Corporal punishment, as its executive director Steve Bailey said yesterday -- his testimony curiously and abruptly volunteered as reportable by the judge after she worried it like a dog on a bone for a time -- "is not a philosophy we would support in the community."

The Church of God Restoration, on the other hand, is long on the public record as subscribing to the use of the Biblical rod, judiciously used, in correcting and disciplining children.

Those youngsters who were on the lawn yesterday provided a singularly powerful advertisement for the merits of their parents' beliefs.

Under the warm June sun, they were spectacularly well-behaved but not in the slightest cowed or subdued.

In the main, they sat quietly, but they were still indisputably full of fun and mischief.

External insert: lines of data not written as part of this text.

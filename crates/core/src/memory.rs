//! In-process stores backed by a mutex-guarded map.
//!
//! Used by the server when no database is configured, and by tests.

use std::collections::HashMap;
use std::sync::{Mutex, MutexGuard};

use async_trait::async_trait;

use crate::lock::LockRecord;
use crate::store::{same_lease, LockStore, StoreError, VersionStore};
use crate::types::{RecordId, Timestamp, UserId, VersionToken};

fn guard<T>(mutex: &Mutex<T>) -> Result<MutexGuard<'_, T>, StoreError> {
    mutex
        .lock()
        .map_err(|_| StoreError::Unavailable("in-memory store mutex poisoned".into()))
}

#[derive(Debug, Default)]
pub struct InMemoryLockStore {
    rows: Mutex<HashMap<RecordId, LockRecord>>,
}

impl InMemoryLockStore {
    pub fn new() -> Self {
        Self::default()
    }

    /// Overwrite a row unconditionally. Test setup only.
    pub fn insert_raw(&self, lock: LockRecord) {
        if let Ok(mut rows) = self.rows.lock() {
            rows.insert(lock.record_id.clone(), lock);
        }
    }
}

#[async_trait]
impl LockStore for InMemoryLockStore {
    async fn get(&self, record_id: &RecordId) -> Result<Option<LockRecord>, StoreError> {
        Ok(guard(&self.rows)?.get(record_id).cloned())
    }

    async fn compare_and_swap(
        &self,
        record_id: &RecordId,
        expected_prior: Option<&LockRecord>,
        new_value: &LockRecord,
    ) -> Result<bool, StoreError> {
        let mut rows = guard(&self.rows)?;
        let matches = match (rows.get(record_id), expected_prior) {
            (None, None) => true,
            (Some(stored), Some(expected)) => same_lease(stored, expected),
            _ => false,
        };
        if matches {
            rows.insert(record_id.clone(), new_value.clone());
        }
        Ok(matches)
    }

    async fn delete(
        &self,
        record_id: &RecordId,
        expected_holder: UserId,
    ) -> Result<bool, StoreError> {
        let mut rows = guard(&self.rows)?;
        if rows.get(record_id).is_some_and(|l| l.holder == expected_holder) {
            rows.remove(record_id);
            return Ok(true);
        }
        Ok(false)
    }

    async fn delete_lease(
        &self,
        record_id: &RecordId,
        expected: &LockRecord,
    ) -> Result<bool, StoreError> {
        let mut rows = guard(&self.rows)?;
        if rows.get(record_id).is_some_and(|l| same_lease(l, expected)) {
            rows.remove(record_id);
            return Ok(true);
        }
        Ok(false)
    }

    async fn force_delete(&self, record_id: &RecordId) -> Result<bool, StoreError> {
        Ok(guard(&self.rows)?.remove(record_id).is_some())
    }

    async fn list_live(&self, now: Timestamp) -> Result<Vec<LockRecord>, StoreError> {
        let rows = guard(&self.rows)?;
        let mut live: Vec<LockRecord> = rows.values().filter(|l| l.is_live(now)).cloned().collect();
        live.sort_by(|a, b| a.record_id.cmp(&b.record_id));
        Ok(live)
    }

    async fn purge_expired(&self, now: Timestamp) -> Result<u64, StoreError> {
        let mut rows = guard(&self.rows)?;
        let before = rows.len();
        rows.retain(|_, l| l.is_live(now));
        Ok((before - rows.len()) as u64)
    }
}

#[derive(Debug, Default)]
pub struct InMemoryVersionStore {
    versions: Mutex<HashMap<RecordId, VersionToken>>,
}

impl InMemoryVersionStore {
    pub fn new() -> Self {
        Self::default()
    }

    /// Pretend an out-of-band write produced `token`.
    pub fn set(&self, record_id: &RecordId, token: VersionToken) {
        if let Ok(mut versions) = self.versions.lock() {
            versions.insert(record_id.clone(), token);
        }
    }
}

#[async_trait]
impl VersionStore for InMemoryVersionStore {
    async fn current(&self, record_id: &RecordId) -> Result<Option<VersionToken>, StoreError> {
        Ok(guard(&self.versions)?.get(record_id).cloned())
    }

    async fn commit(&self, record_id: &RecordId) -> Result<VersionToken, StoreError> {
        let token = VersionToken::generate();
        guard(&self.versions)?.insert(record_id.clone(), token.clone());
        Ok(token)
    }
}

Two little girls rough-housed and accidentally knocked down a toddler, to predictable wailing result; another group of young girls gathered around an infant in a carriage and poked at and played with her; two boys did impromptu cartwheels; another built a stick house; two boys tried to climb a pole before their mom told them to stop, and when I sat down beside a couple of darling little guys and threw a few blades of grass at them, one of them grinned and proceeded to eat some, daring me with his eyes to do the same.

And all of them -- whether infant, toddler, adolescent or all the stages in between -- veritably glowed with robust good health and contentment. There probably isn't a parent in the land who wouldn't burst with pride to have such children.

In the courtroom, all was rather more normal, or what passes for it in these judicial parts.

Judge Schnall's day began, as it has before, with her facing a media lawyer, this time, Paul Schabas, who represented four organizations -- the National Post, Toronto Star, The Canadian Press and the Hamilton Spectator.

The day before, when the judge had toughened her ban even to preclude the reporting of the parents' reactions to the evidence they hear in court, she ended by saying that if the media lawyer wished to appear to get his objections on the record, she supposed she would give him 10 minutes: Thus Mr. Schabas' presence.

He had no sooner identified himself than the judge snapped, "We're not going to spend any more time listening to media submissions!" When he protested he thought himself invited, she said he was mistaken. When, once, they spoke simultaneously, she said, "Is it the practice where you come from to interrupt the judge?" When Mr. Schabas persisted, she invited him to sit and wait while the scheduled witness took the stand.

When the witness's evidence-in-chief was complete, the judge briefly recessed, and when she returned, it was to say, "I checked with the court reporter and the court clerk ... I must have been having a senior moment ... I did indicate yesterday I would give 10 minutes [to a media lawyer] ... I apologize to you for this morning's interaction."

About 90 minutes later, the cross-examination of the witness now complete, Judge Schnall invited Mr. Schabas to speak.

He did, and for 13 minutes, argued that she had "overreacted" in toughening the ban and was "punishing the public's right to know" about the case; called her order "unreasonable, unnecessary and in conflict with the Supreme Court of Canada's clear statement that such orders [bans] are to be framed as narrowly as possible," noted that "the heart of publicity is about scrutinizing our public officers and our courts" and concluded that the effect of her various bans is "completely negating freedom of expression" and that they amount to "a complete prohibition."

The judge took a recess, and came back to turn down Mr. Schabas' request she reconsider the new provisions of her ban.

She took 17 minutes to do it.

Later, out of the blue, she suddenly wondered aloud if she should revisit the same ban in order to allow Mr. Bailey to be named and his testimony reported because he was discussing general policies and thus couldn't cause the children any emotional harm. Then she decided no. Then she wondered aloud again, and took a recess to think about it. And when she came back, she said yes, she would lift it for Mr. Bailey.

Alas, in comparison to the day's other events, and the compelling faces of the children on the lawn, his evidence rather paled.